1. Restricted to just one qualifying lap after missing his original qualifying turn.
2. Changed to a backup car for the race. He was put in front of the two last qualifiers, as they were using provisionals.

====Failed to qualify or withdrew====
- USA Greg Gorden R for Truscelli Team Racing, initially named for the ride, the team decided to step him down for not having enough seat time in the car, as the new chassis came just days before a scheduled test. Replaced by USA Brian Tyler, who was due to drive for Team Pelfrey, where he was replaced by USA Robby Unser.
- Team Menard entered the #2 car, which remained vacant for the event. Before qualifying, they announced an agreement to surrender the number #3 to Brant Racing, which were due to use #31, because of "Brant's long business relationship" with Richard Childress. Greg Ray switched numbers from #3 to #2.
- The #77 Chastain Motorsports entry, which was vacant on the entry list, did not arrive at the track.

===Race===

| Pos | No. | Driver | Team | Laps | Time/Retired | Grid | Laps Led | Points |
|---|---|---|---|---|---|---|---|---|
| 1 | 51 | USA Eddie Cheever W | Team Cheever | 200 | 1:41:14.800 | 13 | 40 | 50 |
| 2 | 4 | CAN Scott Goodyear | Panther Racing | 200 | + 5.148 sec | 4 | 36 | 40 |
| 3 | 35 | USA Jeff Ward | ISM Racing | 200 | Running | 6 | 0 | 35 |
| 4 | 8 | USA Scott Sharp | Kelley Racing | 200 | Running | 1 | 103 | 37 |
| 5 | 30 | BRA Raul Boesel | McCormack Motorsports | 199 | + 1 lap | 3 | 19 | 31 |
| 6 | 28 | USA Mark Dismore | Kelley Racing | 199 | + 1 lap | 10 | 0 | 28 |
| 7 | 18 | USA Steve Knapp | PDM Racing | 198 | + 2 laps | 17 | 0 | 26 |
| 8 | 9 | USA Davey Hamilton | Galles Racing | 198 | + 2 laps | 20 | 0 | 24 |
| 9 | 11 | USA Billy Boat | A. J. Foyt Enterprises | 198 | + 2 laps | 14 | 0 | 22 |
| 10 | 91 | USA Buddy Lazier | Hemelgarn Racing | 198 | + 2 laps | 8 | 0 | 20 |
| 11 | 10 | USA John Paul Jr. | Byrd-Cunningham Racing | 197 | + 3 laps | 19 | 0 | 19 |
| 12 | 20 | USA Tyce Carlson | Blueprint-Immke Racing | 197 | + 3 laps | 9 | 2 | 18 |
| 13 | 50 | COL Roberto Guerrero | Cobb Racing | 197 | + 3 laps | 12 | 0 | 17 |
| 14 | 33 | USA Brian Tyler | Truscelli Team Racing | 195 | + 5 laps | 24 | 0 | 16 |
| 15 | 81 | USA Robby Unser | Team Scandia | 195 | + 5 laps | 21 | 0 | 15 |
| 16 | 7 | FRA Stéphan Grégoire | Dick Simon Racing | 194 | + 6 laps | 25 | 0 | 14 |
| 17 | 12 | USA Buzz Calkins W | Bradley Motorsports | 194 | + 6 laps | 11 | 0 | 13 |
| 18 | 3 | USA Andy Michner | Brant Racing | 191 | + 9 laps | 27 | 0 | 12 |
| 19 | 42 | USA John Hollansworth Jr.
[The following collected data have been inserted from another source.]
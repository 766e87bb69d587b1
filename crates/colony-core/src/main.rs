//! Colony Scheduler
//!
//! Headless runner: builds the default colony, drives the scheduler for a
//! fixed number of ticks and writes events and snapshots to disk.

use clap::Parser;
use std::path::PathBuf;

use colony_core::events::EventLogger;
use colony_core::output::{self, RunSummary, SnapshotGenerator};
use colony_core::{setup, ColonyError, SchedulerConfig, Simulation};

/// Command line arguments for the scheduler
#[derive(Parser, Debug)]
#[command(name = "colony_sim")]
#[command(about = "Colonist task and mission scheduler")]
struct Args {
    /// TOML tuning file; defaults apply where it is silent
    #[arg(long)]
    config: Option<PathBuf>,

    /// Random seed for reproducibility (overrides the config)
    #[arg(long)]
    seed: Option<u64>,

    /// Number of ticks to simulate (overrides the config)
    #[arg(long)]
    ticks: Option<u64>,

    /// Millisols per tick (overrides the config)
    #[arg(long)]
    tick_millisols: Option<f64>,

    /// Interval between colony snapshots in ticks, 0 disables them
    #[arg(long)]
    snapshot_interval: Option<u64>,

    /// Directory for snapshots and run statistics
    #[arg(long, default_value = "output")]
    output_dir: PathBuf,

    /// JSONL event log path (defaults to <output-dir>/events.jsonl)
    #[arg(long)]
    events: Option<PathBuf>,

    /// Skip writing the event log
    #[arg(long)]
    no_events: bool,

    /// Print the default configuration as TOML and exit
    #[arg(long)]
    print_default_config: bool,
}

fn load_config(args: &Args) -> Result<SchedulerConfig, ColonyError> {
    let mut config = match &args.config {
        Some(path) => SchedulerConfig::from_file(path)?,
        None => SchedulerConfig::default(),
    };
    if let Some(seed) = args.seed {
        config.simulation.seed = seed;
    }
    if let Some(ticks) = args.ticks {
        config.simulation.ticks = ticks;
    }
    if let Some(tick_millisols) = args.tick_millisols {
        config.simulation.tick_millisols = tick_millisols;
    }
    if let Some(interval) = args.snapshot_interval {
        config.simulation.snapshot_interval = interval;
    }
    config.validate()?;
    Ok(config)
}

fn run(args: Args) -> Result<(), ColonyError> {
    let config = load_config(&args)?;

    println!("Colony Scheduler");
    println!("================");
    println!("Seed: {}", config.simulation.seed);
    println!("Ticks: {}", config.simulation.ticks);
    println!("Tick length: {} msol", config.simulation.tick_millisols);
    println!("Snapshot interval: {}", config.simulation.snapshot_interval);
    println!();

    let snapshot_dir = args.output_dir.join("snapshots");
    std::fs::create_dir_all(&snapshot_dir)?;

    let colony = setup::build_colony(&config)?;
    println!(
        "Built {} settlements, {} rovers, {} colonists",
        colony.settlements.len(),
        colony.vehicles.len(),
        colony.people.len()
    );

    let mut logger = if args.no_events {
        EventLogger::null()
    } else {
        let path = args
            .events
            .clone()
            .unwrap_or_else(|| args.output_dir.join("events.jsonl"));
        EventLogger::new(path)?
    };
    let ticks = config.simulation.ticks;
    let mut generator = SnapshotGenerator::new(config.simulation.snapshot_interval);
    let mut summary = RunSummary::new();
    let mut sim = Simulation::new(colony, config);

    let initial = output::generate_snapshot(&sim, &mut generator);
    output::write_snapshot_to_dir(&initial, &snapshot_dir)?;
    output::write_current_state(&initial, &args.output_dir)?;

    println!();
    println!("Starting simulation...");
    println!();

    for _ in 0..ticks {
        let events = sim.tick();
        let tick = sim.current_tick();
        logger.log_batch(&events)?;
        summary.record_tick(&events);

        if generator.should_snapshot(tick) {
            let snapshot = output::generate_snapshot(&sim, &mut generator);
            if let Err(e) = output::write_snapshot_to_dir(&snapshot, &snapshot_dir) {
                tracing::warn!(tick, error = %e, "could not write snapshot");
            }
            if let Err(e) = output::write_current_state(&snapshot, &args.output_dir) {
                tracing::warn!(tick, error = %e, "could not write current state");
            }
        }

        if tick % 100 == 0 {
            println!(
                "Tick {} / {} ({}) - {} active missions",
                tick,
                ticks,
                sim.colony().clock,
                sim.missions().len()
            );
        }
    }

    let final_snapshot = output::generate_snapshot(&sim, &mut generator);
    output::write_snapshot_to_dir(&final_snapshot, &snapshot_dir)?;
    output::write_current_state(&final_snapshot, &args.output_dir)?;

    // close out whatever was still running
    let closing = sim.shutdown();
    logger.log_batch(&closing)?;
    summary.record_events(&closing);
    logger.flush()?;
    summary.write(args.output_dir.join("stats.json"))?;

    println!();
    println!(
        "Simulation complete. Ran {} ticks (ending on {}).",
        sim.current_tick(),
        sim.colony().clock
    );
    println!("Logged {} events.", logger.event_count());
    println!("Generated {} snapshots.", generator.snapshot_count());
    println!();
    print!("{}", summary);
    Ok(())
}

fn main() {
    tracing_subscriber::fmt()
        .with_env_filter(
            tracing_subscriber::EnvFilter::try_from_default_env()
                .unwrap_or_else(|_| tracing_subscriber::EnvFilter::new("warn")),
        )
        .with_target(false)
        .init();

    let args = Args::parse();

    if args.print_default_config {
        match SchedulerConfig::default().to_toml() {
            Ok(toml) => print!("{}", toml),
            Err(e) => {
                eprintln!("Error: {}", e);
                std::process::exit(1);
            }
        }
        return;
    }

    if let Err(e) = run(args) {
        eprintln!("Error: {}", e);
        std::process::exit(1);
    }
}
R | TeamXtreme Racing | 179 | Accident | 18 | 0 | 11 |
| 20 | 44 | USA Robbie Buhl | Sinden Racing Services | 175 | + 25 laps | 26 | 0 | 10 |
| 21 | 2 | USA Greg Ray | Team Menard | 163 | Gearbox | 2 | 0 | 11 |
| 22 | 14 | SWE Kenny Bräck | A. J. Foyt Enterprises | 106 | Accident | 5 | 0 | 8 |
| 23 | 22 | BRA Gualter Salles | Larry Curry Racing | 91 | Accident | 23 | 0 | 7 |
| 24 | 19 | USA Stan Wattles | Metro Racing Systems | 54 | + 146 laps | 16 | 0 | 6 |
| 25 | 66 | USA Scott Harrington R | Harrington Motorsports | 49 | Engine | 28 | 0 | 5 |
| 26 | 98 | USA Donnie Beechler | Cahill Racing | 15 | Suspension | 22 | 0 | 4 |
| 27 | 99 | USA Sam Schmidt | Treadway Racing | 14 | Accident | 7 | 0 | 3 |
| 28 | 5 | USA Jason Leffler R | Treadway Racing | 2 | Accident | 15 | 0 | 2 |

==Race Statistics==
- Lead changes: 10 among 5 drivers

Lap Leaders
| Laps | Leader |
| 1-55 | Scott Sharp |
| 56-57 | Tyce Carlson |
| 58-102 | Scott Sharp |
| 103-110 | Scott Goodyear |
| 111-117 | Raul Boesel |
| 118-141 | Scott Goodyear |
| 142-173 | Eddie Cheever |
| 174-177 | Scott Goodyear |
| 178-180 | Scott Sharp |
| 181-192 | Raul Boesel |
| 193-200 | Eddie Cheever |

Cautions: 7 for 48 laps
| Laps | Reason |
| 3-9 | Jason Leffler crash |
| 15-21 | Sam Schmidt crash |
| 27-28 | Donnie Beechler spin |
| 53-60 | Tow-in for Scott Harrington (engine issues) |
| 108-119 | Kenny Bräck and Gualter Salles crash |
| 121-125 | John Paul Jr. and Buddy Lazier crash |
| 182-188 | John Hollansworth Jr. crash |

==Standings after the race==

- Drivers' Championship standings

| Pos | Driver | Points |
|---|---|---|
| 1 | USA Eddie Cheever | 50 |
| 2 | CAN Scott Goodyear | 40 |
| 3 | USA Scott Sharp | 37 |
| 4 | USA Jeff Ward | 35 |
| 5 | BRA Raul Boesel | 31 |

- Note: Only the top five positions are included for the standings.